Teams can mitigate this by:
• Providing AI tools structured brand guidance and instructions to work within your boundaries
• Embedding tone of voice rules into prompts and workflows and ensuring everyone has access to the right information to deliver consistently
• Using validation tools to assess output quality and ensure standards are met
Keep humans in the loop, or lose the judgment that matters
A lot of what I’ve said is tech focused. But as we keep saying, technology alone isn’t the answer. Despite the doomsdayers saying otherwise, the people in AI adoption remain essential.
No content or outputs should be published without a human review, and this responsibility needs to sit with the individual approving it. AI is a tool, not an author. The work ultimately belongs to the person who signs it off, just as the artist, not the paintbrush, has ownership over a finished portrait.
Build shared AI muscle, not isolated pockets of progress
Over the next 12 to 24 months, success will ultimately come down to how businesses manage tools and capability. I anticipate the biggest challenge being tool sprawl. Often, individuals choose their own tools, which restrict the ability to train, scale and share capabilities efficiently.
Organizations that standardize, while still allowing controlled flexibility, will outperform those that do not. True, this doesn’t lend itself to immediate results, but over time, shared capability, consistent training, and aligned usage will create a stronger foundation.

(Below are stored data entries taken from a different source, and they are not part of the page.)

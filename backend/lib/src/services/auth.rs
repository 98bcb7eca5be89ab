use std::sync::Arc;

use alloy_core::primitives::Address;
use chrono::{Duration, Utc};
use tracing::{debug, error, warn};

use crate::{
    auth::{
        AuthError, ChallengeBuilder, ChallengeVerifier, TokenIssuer, TokenVerifier,
    },
    config::Config,
    data::registry::AuthorizationRegistry,
    error::Error,
    models::auth::{AuthenticationResult, ChallengeResponse},
};

mod axum;
pub use axum::AuthenticatedUser;

/// Drives the wallet login handshake and checks bearer tokens
pub struct AuthService {
    challenges: ChallengeBuilder,
    verifier: ChallengeVerifier,
    issuer: TokenIssuer,
    /// Challenge domain and token audience
    domain: String,
    registry: Arc<dyn AuthorizationRegistry>,
}

impl AuthService {
    pub fn new(config: &Config, registry: Arc<dyn AuthorizationRegistry>) -> Result<Self, Error> {
        let wallet = config.signing_wallet()?;
        let ttl = i64::try_from(config.auth.token_expiration_hours)
            .ok()
            .and_then(Duration::try_hours)
            .ok_or_else(|| {
                Error::Config("auth.token_expiration_hours is out of range".to_string())
            })?;

        Ok(Self {
            challenges: ChallengeBuilder::new(&config.auth),
            verifier: ChallengeVerifier::new(config.auth.domain.clone()),
            issuer: TokenIssuer::new(wallet, ttl),
            domain: config.auth.domain.clone(),
            registry,
        })
    }

    /// Address tokens are signed with
    pub fn issuer_address(&self) -> Address {
        self.issuer.address()
    }

    /// Build a challenge for `address` to sign
    pub fn challenge(&self, address: &str) -> Result<ChallengeResponse, Error> {
        let challenge = self.challenges.build(address)?;

        debug!(target: "auth_service::challenge", address = %challenge.address, nonce = %challenge.nonce, "Challenge issued");

        Ok(ChallengeResponse {
            message: challenge.to_string(),
        })
    }

    /// Verify a signed challenge and mint a token for its signer
    pub fn login(&self, message: &str, signature: &str) -> Result<AuthenticationResult, Error> {
        let address = self
            .verifier
            .verify(message, signature)
            .inspect_err(|e| warn!(target: "auth_service::login", error = %e, "Challenge rejected"))?;

        let token = self.issuer.issue(&address.to_string(), &self.domain)?;

        debug!(target: "auth_service::login", address = %address, "Token issued");

        Ok(AuthenticationResult {
            address,
            token: Some(token),
        })
    }

    /// Validate `token` and return the address it was issued to
    ///
    /// Besides the token's own consistency, the token must have been signed
    /// by this service.
    pub fn verify_token(&self, token: &str) -> Result<Address, Error> {
        let verified = TokenVerifier::verify_at(token, &self.domain, Utc::now().timestamp())
            .inspect_err(
                |e| warn!(target: "auth_service::verify_token", error = %e, "Token rejected"),
            )?;

        if verified.issuer != self.issuer.address() {
            warn!(target: "auth_service::verify_token", issuer = %verified.issuer, "Token signed by a foreign issuer");
            return Err(AuthError::IssuerMismatch.into());
        }

        Ok(verified.subject)
    }

    /// Validate `token` and confirm its subject with the registry
    ///
    /// The registry is only consulted once the token is known to be valid.
    pub async fn authorize(&self, token: &str) -> Result<Address, Error> {
        let address = self.verify_token(token)?;

        match self.registry.is_authorized(&address).await {
            Ok(true) => {
                debug!(target: "auth_service::authorize", address = %address, "Address authorized");
                Ok(address)
            }
            Ok(false) => {
                warn!(target: "auth_service::authorize", address = %address, "Address not in registry");
                Err(Error::AuthorizationDenied)
            }
            Err(e) => {
                error!(target: "auth_service::authorize", address = %address, error = %e, "Registry lookup failed");
                Err(Error::CollaboratorUnavailable(e.to_string()))
            }
        }
    }
}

Today’s pricing is unlikely to hold, and as costs increase, deeply integrated tools could become a commercial risk. The answer is to standardize where it builds shared capability, while keeping enough flexibility to protect resilience, innovation and choice.
Treat governance as your competitive advantage
In the current AI gold rush, it’s tempting to ‘move fast and break things,’ but that only works until it doesn’t. In the U.S., recent action against AI firms such as DoNotPay, Pieces Technologies and state-level moves such as Colorado’s high-risk AI law show how quickly poor validation or high-risk automated decision-making can become a legal, reputational issue.
Good AI governance is about creating the conditions for AI to scale safely, consistently and commercially. It keeps you moving in the right direction and enabling safety without restricting innovation. In the next phase of AI adoption, the winners will be the ones that can prove they are moving fast yet safely and with the governance to scale effectively.